Reverse transcription-polymerase chain reaction (RT-PCR) was performed with total RNA extracted using Trizol reagent (Gibco BRL, France) from human fundic biopsy samples. Firstly, strand cDNA was prepared from 4 μg of total RNA according to the manufacturer's procedure (Pharmacia Biotech, Saclay, Orsay, France) using murine reverse transcriptase. It was amplified by PCR using primers based on the human oband Ob-RL genes. The cDNA primers for the ob gene were1: f5′-CCTGACCTTATCCAAG ATGG-3′ and r5′-GAGTAGCCTGAAGC TTCCAG-3′, and for the Ob-Rb gene18 (huB219.1), f5′-GCCAACAACTGTGGTC TCTC-3′ and r5′-AGAGAAGCACTTGG TGACTG-3′. The sample was denatured at 95°C for three minutes. PCR was carried out for 40 cycles of one minute denaturation at 95°C, 30 seconds annealing at 62°C, and two minutes of extension at 72°C. Amplification was terminated by a final 10 minute extension step at 72°C. In controls, RT was omitted to demonstrate that PCR amplification was not due to contamination with genomic DNA. Electrophoresis in a 1% agarose gel and ethidium bromide staining were used to verify the PCR products. The expected 224 bp and 246 bp were detected for the ob gene and for Ob-Rb, respectively.


Samples from fundic and antral biopsies, and from the entire rat brain (positive control) were weighed and immediately frozen in liquid nitrogen and stored at −80°C. They were homogenised at 4°C in RIPA buffer containing 0.1 mg/ml PMSF, 100 μM benzamidine, and 100 mM Na3VO4 as protease inhibitors. They were resolved on 7.5% SDS-PAGE gel electrophoresis after loading 20–40 μg of total protein. Protein bands were transferred to nitrocellulose sheets and probed with polyclonal antileptin receptor antibody C-20 or K-20 (Santa Cruz Biotechnology). The specificity of the immunoreactive bands was verified by preincubating the antibodies overnight with 40 μg of their homologous peptide. The immune complex was revealed by an enhanced chemiluminescence detection system (Amersham, France).
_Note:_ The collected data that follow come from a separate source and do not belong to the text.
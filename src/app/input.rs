//! Key list input: positional arguments, a key file, or standard input.

use std::fs;
use std::io::{self, Read};
use std::path::{Path, PathBuf};

use anyhow::{Context, Result};

use crate::cli::Args;

/// Where the run's keys come from.
#[derive(Debug, Clone, PartialEq, Eq)]
pub(crate) enum KeySource {
    Arguments(Vec<String>),
    Stdin,
    File(PathBuf),
}

impl KeySource {
    /// Positional keys win over the key file; `-` means standard input.
    pub(crate) fn from_args(args: &Args) -> Self {
        if !args.key_args.is_empty() {
            return Self::Arguments(args.key_args.clone());
        }
        if args.keys == Path::new("-") {
            return Self::Stdin;
        }
        Self::File(args.keys.clone())
    }

    /// Returns true when login prompts would compete with key input for stdin.
    pub(crate) fn reads_stdin(&self) -> bool {
        matches!(self, Self::Stdin)
    }

    /// Reads the keys, one per line, in order.
    pub(crate) fn read_keys(&self) -> Result<Vec<String>> {
        match self {
            Self::Arguments(keys) => Ok(parse_key_lines(&keys.join("\n"))),
            Self::Stdin => {
                let mut buffer = String::new();
                io::stdin()
                    .read_to_string(&mut buffer)
                    .context("Failed to read keys from standard input")?;
                Ok(parse_key_lines(&buffer))
            }
            Self::File(path) => {
                let raw = fs::read_to_string(path).with_context(|| {
                    format!("Cannot read key file '{}'", path.display())
                })?;
                Ok(parse_key_lines(&raw))
            }
        }
    }
}

/// Splits raw text into trimmed keys, dropping blank lines and `#` comments.
pub(crate) fn parse_key_lines(raw: &str) -> Vec<String> {
    raw.trim_start_matches('\u{feff}')
        .lines()
        .map(str::trim)
        .filter(|line| !line.is_empty() && !line.starts_with('#'))
        .map(str::to_string)
        .collect()
}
A gastrin RIA (Gammadab, New York, USA) with a polyclonal antibody directed against the COOH terminal fragment of G-17 and G-34 was used. Serum gastrin levels were determined before and one hour after the pentagastrin or secretin infusion tests.


Results are expressed as mean (SEM) or median (range) for individuals, or the mean value in each test period was used for statistical comparisons. Acid and leptin secretions under basal conditions were compared with those during pentagastrin and secretin stimulation using the Mann-Whitney U test with significance at p<0.05.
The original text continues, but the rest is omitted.